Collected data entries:
use tracing_subscriber::EnvFilter;

pub const DEFAULT_LOG_FILTER: &str = "info,murmur=debug";

/// Installs the global fmt subscriber; `RUST_LOG` overrides the default filter.
///
/// Logs go to stderr so they never interleave with chat output on stdout.
pub fn init_tracing() {
    let filter =
        EnvFilter::try_from_default_env().unwrap_or_else(|_| EnvFilter::new(DEFAULT_LOG_FILTER));

    let installed = tracing_subscriber::fmt()
        .with_env_filter(filter)
        .with_writer(std::io::stderr)
        .with_target(false)
        .try_init();

    if let Err(error) = installed {
        eprintln!("tracing subscriber already installed: {error}");
    }
}
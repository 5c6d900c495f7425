use std::fmt;
use std::time::{Duration, SystemTime, UNIX_EPOCH};

use murmur_storage::{ConversationId, MessageId, MessageRecord, MessageRole};

use crate::error::{ChatResult, IllegalTransitionSnafu};

/// In-process identifier for a message that has not been persisted yet.
#[derive(Debug, Clone, Copy, PartialEq, Eq, Hash, PartialOrd, Ord)]
pub struct LocalMessageId(u64);

impl LocalMessageId {
    pub const fn new(raw: u64) -> Self {
        Self(raw)
    }

    pub const fn get(self) -> u64 {
        self.0
    }
}

/// Message identity: either allocated locally or assigned by storage.
#[derive(Debug, Clone, Copy, PartialEq, Eq, Hash)]
pub enum MessageKey {
    Local(LocalMessageId),
    Durable(MessageId),
}

impl MessageKey {
    pub fn is_durable(&self) -> bool {
        matches!(self, Self::Durable(_))
    }

    pub fn durable_id(&self) -> Option<MessageId> {
        match self {
            Self::Durable(id) => Some(*id),
            Self::Local(_) => None,
        }
    }
}

impl fmt::Display for MessageKey {
    fn fmt(&self, formatter: &mut fmt::Formatter<'_>) -> fmt::Result {
        match self {
            Self::Local(id) => write!(formatter, "local:{}", id.0),
            Self::Durable(id) => write!(formatter, "{id}"),
        }
    }
}

#[derive(Debug, Clone, Copy, PartialEq, Eq, Hash)]
pub enum Role {
    User,
    Assistant,
}

impl Role {
    pub fn to_storage(self) -> MessageRole {
        match self {
            Self::User => MessageRole::User,
            Self::Assistant => MessageRole::Assistant,
        }
    }

    pub fn to_provider(self) -> murmur_llm::Role {
        match self {
            Self::User => murmur_llm::Role::User,
            Self::Assistant => murmur_llm::Role::Assistant,
        }
    }
}

#[derive(Debug, Clone, Copy, PartialEq, Eq, Hash)]
pub enum MessageStatus {
    Sending,
    Streaming,
    Success,
    Error,
}

impl MessageStatus {
    pub fn is_terminal(self) -> bool {
        matches!(self, Self::Success | Self::Error)
    }

    /// `Streaming -> Streaming` is allowed so content replaces count as transitions.
    pub fn can_advance_to(self, next: Self) -> bool {
        match self {
            Self::Sending => matches!(next, Self::Success | Self::Error),
            Self::Streaming => matches!(next, Self::Streaming | Self::Success | Self::Error),
            Self::Success | Self::Error => false,
        }
    }
}

/// Text attached to a completed reply that could not be written to storage.
pub const SAVE_FAILED_NOTICE: &str = "failed to save";

#[derive(Debug, Clone, PartialEq, Eq)]
pub struct Message {
    pub key: MessageKey,
    pub conversation_id: ConversationId,
    pub role: Role,
    pub content: String,
    pub status: MessageStatus,
    pub created_at: SystemTime,
    pub notice: Option<String>,
}

impl Message {
    pub fn is_durable(&self) -> bool {
        self.key.is_durable()
    }

    pub fn advance(&mut self, next: MessageStatus) -> ChatResult<()> {
        snafu::ensure!(
            self.status.can_advance_to(next),
            IllegalTransitionSnafu {
                stage: "advance-message-status",
                from: self.status,
                to: next,
            }
        );
        self.status = next;
        Ok(())
    }

    /// Replaces the whole content of a streaming message.
    pub fn replace_content(&mut self, content: impl Into<String>) -> ChatResult<()> {
        self.advance(MessageStatus::Streaming)?;
        self.content = content.into();
        Ok(())
    }
}

/// Builds messages in their initial lifecycle shapes.
///
/// The only state is the local id counter; every call returns a fresh key.
#[derive(Debug, Default)]
pub struct MessageFactory {
    next_local_id: u64,
}

impl MessageFactory {
    pub fn new() -> Self {
        Self::default()
    }

    pub fn outbound_user(
        &mut self,
        conversation_id: ConversationId,
        content: impl Into<String>,
    ) -> Message {
        self.build(conversation_id, Role::User, content, MessageStatus::Sending)
    }

    pub fn assistant_placeholder(&mut self, conversation_id: ConversationId) -> Message {
        self.build(
            conversation_id,
            Role::Assistant,
            String::new(),
            MessageStatus::Streaming,
        )
    }

    pub fn error(
        &mut self,
        conversation_id: ConversationId,
        role: Role,
        text: impl Into<String>,
    ) -> Message {
        self.build(conversation_id, role, text, MessageStatus::Error)
    }

    /// Hydrates a stored record; system rows never enter the view list.
    pub fn from_record(record: MessageRecord) -> Option<Message> {
        let role = match record.role {
            MessageRole::User => Role::User,
            MessageRole::Assistant => Role::Assistant,
            MessageRole::System => return None,
        };

        Some(Message {
            key: MessageKey::Durable(record.id),
            conversation_id: record.conversation_id,
            role,
            content: record.content,
            status: MessageStatus::Success,
            created_at: UNIX_EPOCH + Duration::from_secs(record.created_at_unix_seconds),
            notice: None,
        })
    }

    pub fn alloc_local_id(&mut self) -> LocalMessageId {
        let id = LocalMessageId::new(self.next_local_id);
        self.next_local_id = self.next_local_id.saturating_add(1);
        id
    }

    fn build(
        &mut self,
        conversation_id: ConversationId,
        role: Role,
        content: impl Into<String>,
        status: MessageStatus,
    ) -> Message {
        Message {
            key: MessageKey::Local(self.alloc_local_id()),
            conversation_id,
            role,
            content: content.into(),
            status,
            created_at: SystemTime::now(),
            notice: None,
        }
    }
}

/// Durable-or-local check used before re-sending or re-persisting a message.
pub fn is_durable(message: &Message) -> bool {
    message.is_durable()
}

/// Derives a conversation title from the first message sent in it.
pub fn title_from_first_message(text: &str, max_chars: usize) -> String {
    let collapsed = text.split_whitespace().collect::<Vec<_>>().join(" ");
    if max_chars == 0 || collapsed.chars().count() <= max_chars {
        return collapsed;
    }

    let mut title = collapsed
        .chars()
        .take(max_chars.saturating_sub(1))
        .collect::<String>();
    title.truncate(title.trim_end().len());
    title.push('…');
    title
}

PROBLEM TO SOLVE:
When a line of the records holds the word "Option", copy that line.

EXERCISE OUTPUT:
    pub fn durable_id(&self) -> Option<MessageId> {
    pub notice: Option<String>,
    pub fn from_record(record: MessageRecord) -> Option<Message> {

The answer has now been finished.